## Exercise
Which lines of the records below contain the string "None"? Report each of them.

## Input records
::::::::
//! Local SQLite entity store for paper records.
//!
//! The store is a single `papers` table keyed by the abstract URL. It is opened through
//! [`Database::open`], which also brings older table layouts up to date (see [`schema`]).
//!
//! All access goes through one `tokio-rusqlite` connection. Every call runs on the
//! connection's own thread, so reads and writes from concurrent tasks are serialized and
//! each call is atomic on its own. Nothing spans two calls: a read followed by a write is
//! two independent steps.
//!
//! Writes and lookups are expressed as instructions implementing
//! [`DatabaseInstruction`]:
//!
//! ```no_run
//! use chrono::NaiveDate;
//! use curator::{
//!   database::{Database, Query, Upsert},
//!   prelude::*,
//! };
//!
//! # async fn example(papers: Vec<curator::paper::Paper>) -> Result<(), Box<dyn std::error::Error>> {
//! let mut db = Database::open("papers.db").await?;
//! Upsert::papers(papers).execute(&mut db).await?;
//!
//! let day = NaiveDate::from_ymd_opt(2025, 1, 6).unwrap();
//! for paper in Query::on_date(day).execute(&mut db).await? {
//!   println!("{}: {}", paper.id(), paper.title);
//! }
//! # Ok(())
//! # }
//! ```

use rusqlite::Row;
use tokio_rusqlite::Connection;

use super::*;

pub mod instruction;
pub mod schema;
#[cfg(test)] mod tests;

pub use self::{instruction::*, schema::ColumnInfo};

/// Days to look back when the store is empty and has no ingestion history.
pub const COLD_START_LOOKBACK_DAYS: i64 = 30;

/// Columns selected whenever a full [`Paper`] is read back.
pub(crate) const PAPER_COLUMNS: &str = "url, title, authors, abstract, comments, categories, \
                                        first_submitted_date, first_announced_date, \
                                        title_translated, abstract_translated, ai_content";

/// Handle for interacting with the paper store.
///
/// Cloning a handle is cheap and every clone talks to the same underlying connection.
#[derive(Clone)]
pub struct Database {
  /// Async SQLite connection handle
  pub(crate) conn: Connection,
}

/// A stored paper that still lacks its title or abstract translation.
#[derive(Debug, Clone, PartialEq, Eq)]
pub struct PendingTranslation {
  /// Primary key of the row
  pub url:           String,
  /// Original title, `None` when it is already translated
  pub title:         Option<String>,
  /// Original abstract, `None` when it is already translated
  pub abstract_text: Option<String>,
}

impl Database {
  /// Opens an existing store or creates a new one at the specified path.
  ///
  /// Opening always runs the schema evolution step, which is idempotent: missing columns
  /// are added and backfilled from existing data, columns already present are left alone.
  ///
  /// # Examples
  ///
  /// ```no_run
  /// # use curator::database::Database;
  /// # async fn example() -> Result<(), Box<dyn std::error::Error>> {
  /// let db = Database::open("papers.db").await?;
  /// let db = Database::open(Database::default_path()).await?;
  /// # Ok(())
  /// # }
  /// ```
  pub async fn open(path: impl AsRef<Path>) -> Result<Self> {
    let path = path.as_ref();
    if let Some(parent) = path.parent().filter(|parent| !parent.as_os_str().is_empty()) {
      std::fs::create_dir_all(parent)?;
    }
    debug!("Opening paper store at {}", path.display());
    let conn = Connection::open(path).await?;
    Self::initialize(conn).await
  }

  /// Opens a throwaway in-memory store.
  pub async fn open_in_memory() -> Result<Self> {
    let conn = Connection::open_in_memory().await?;
    Self::initialize(conn).await
  }

  /// Creates the table if needed and applies additive migrations.
  async fn initialize(conn: Connection) -> Result<Self> {
    let added = conn.call(|conn| Ok(schema::migrate(conn)?)).await?;
    for column in &added {
      info!("Added missing column: {column}");
    }
    Ok(Self { conn })
  }

  /// Returns the default path for the database file.
  ///
  /// - On Unix: `~/.local/share/curator/papers.db`
  /// - On macOS: `~/Library/Application Support/curator/papers.db`
  /// - On Windows: `%APPDATA%\curator\papers.db`
  /// - Fallback: `./curator/papers.db`
  pub fn default_path() -> PathBuf {
    dirs::data_dir().unwrap_or_else(|| PathBuf::from(".")).join("curator").join("papers.db")
  }

  /// Latest ingestion timestamp across all rows.
  ///
  /// An empty store reports [`COLD_START_LOOKBACK_DAYS`] days ago, so the first crawl
  /// catches up on a wide window instead of an empty one.
  pub async fn newest_ingest_time(&self) -> Result<DateTime<Utc>> {
    let newest = self
      .conn
      .call(|conn| {
        Ok(conn.query_row("SELECT MAX(update_time) FROM papers", [], |row| {
          row.get::<_, Option<DateTime<Utc>>>(0)
        })?)
      })
      .await?;

    Ok(newest.unwrap_or_else(|| {
      debug!("Paper store is empty, looking back {COLD_START_LOOKBACK_DAYS} days");
      Utc::now() - Duration::days(COLD_START_LOOKBACK_DAYS)
    }))
  }

  /// Counts how many candidates are not stored yet.
  ///
  /// Candidates must arrive newest first: counting stops at the first URL that is already
  /// present, since everything after it is assumed to be known as well. A candidate list
  /// `[new1, new2, known1, new3]` therefore yields 2.
  pub async fn count_new_since(&self, candidates: &[Paper]) -> Result<usize> {
    let urls: Vec<String> = candidates.iter().map(|paper| paper.url.clone()).collect();
    Ok(
      self
        .conn
        .call(move |conn| {
          let mut stmt = conn.prepare_cached("SELECT 1 FROM papers WHERE url = ?1")?;
          let mut count = 0;
          for url in &urls {
            if stmt.exists([url])? {
              break;
            }
            count += 1;
          }
          Ok(count)
        })
        .await?,
    )
  }

  /// Physical column layout of the `papers` table.
  pub async fn columns(&self) -> Result<Vec<ColumnInfo>> {
    Ok(self.conn.call(|conn| Ok(schema::columns(conn)?)).await?)
  }

  /// Number of stored papers.
  pub async fn len(&self) -> Result<usize> {
    Ok(
      self
        .conn
        .call(|conn| {
          Ok(conn.query_row("SELECT COUNT(*) FROM papers", [], |row| row.get::<_, i64>(0))?)
        })
        .await?
        .try_into()
        .unwrap_or_default(),
    )
  }

  /// Whether the store holds no papers at all.
  pub async fn is_empty(&self) -> Result<bool> { Ok(self.len().await? == 0) }

  /// Rows missing either their title or abstract translation.
  pub async fn pending_translations(&self) -> Result<Vec<PendingTranslation>> {
    Ok(
      self
        .conn
        .call(|conn| {
          let mut stmt = conn.prepare_cached(
            "SELECT url,
                    CASE WHEN title_translated IS NULL THEN title END,
                    CASE WHEN abstract_translated IS NULL THEN abstract END
             FROM papers
             WHERE title_translated IS NULL OR abstract_translated IS NULL
             ORDER BY url DESC",
          )?;
          let pending = stmt
            .query_map([], |row| {
              Ok(PendingTranslation {
                url:           row.get(0)?,
                title:         row.get(1)?,
                abstract_text: row.get(2)?,
              })
            })?
            .collect::<rusqlite::Result<Vec<_>>>()?;
          Ok(pending)
        })
        .await?,
    )
  }
}

/// Builds a [`Paper`] from a row selected with [`PAPER_COLUMNS`].
pub(crate) fn paper_from_row(row: &Row) -> rusqlite::Result<Paper> {
  let url: String = row.get(0)?;
  let ai_content = match row.get::<_, Option<String>>(10)? {
    Some(raw) => serde_json::from_str::<AiContent>(&raw)
      .map_err(|e| warn!("Ignoring unreadable AI content stored for {url}: {e}"))
      .ok(),
    None => None,
  };
  let categories: String = row.get(5)?;

  Ok(Paper {
    title: row.get(1)?,
    authors: paper::parse_authors(&row.get::<_, String>(2)?),
    abstract_text: row.get(3)?,
    comments: row.get(4)?,
    categories: categories.split(',').map(str::trim).map(str::to_owned).collect(),
    first_submitted_date: row.get(6)?,
    first_announced_date: row.get(7)?,
    title_translated: row.get(8)?,
    abstract_translated: row.get(9)?,
    ai_content,
    url,
  })
}

/// Parameters bound by [`Upsert`], in column order.
pub(crate) fn paper_params(
  paper: &Paper,
  announced: NaiveDate,
  now: DateTime<Utc>,
) -> rusqlite::Result<[Box<dyn rusqlite::ToSql>; 14]> {
  let to_sql_err = |e: serde_json::Error| rusqlite::Error::ToSqlConversionFailure(Box::new(e));
  let authors = serde_json::to_string(&paper.authors).map_err(to_sql_err)?;
  let ai_content =
    paper.ai_content.as_ref().map(serde_json::to_string).transpose().map_err(to_sql_err)?;

  let params: [Box<dyn rusqlite::ToSql>; 14] = [
    Box::new(paper.url.clone()),
    Box::new(paper.id().to_owned()),
    Box::new(paper.pdf_url()),
    Box::new(authors),
    Box::new(paper.title.clone()),
    Box::new(paper.title_translated.clone()),
    Box::new(paper.abstract_text.clone()),
    Box::new(paper.abstract_translated.clone()),
    Box::new(paper.comments.clone()),
    Box::new(paper.categories.join(",")),
    Box::new(paper.first_submitted_date),
    Box::new(announced),
    Box::new(now),
    Box::new(ai_content),
  ];
  Ok(params)
}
::::::::
## Answer for the task
  /// Original title, `None` when it is already translated
  /// Original abstract, `None` when it is already translated
    None => None,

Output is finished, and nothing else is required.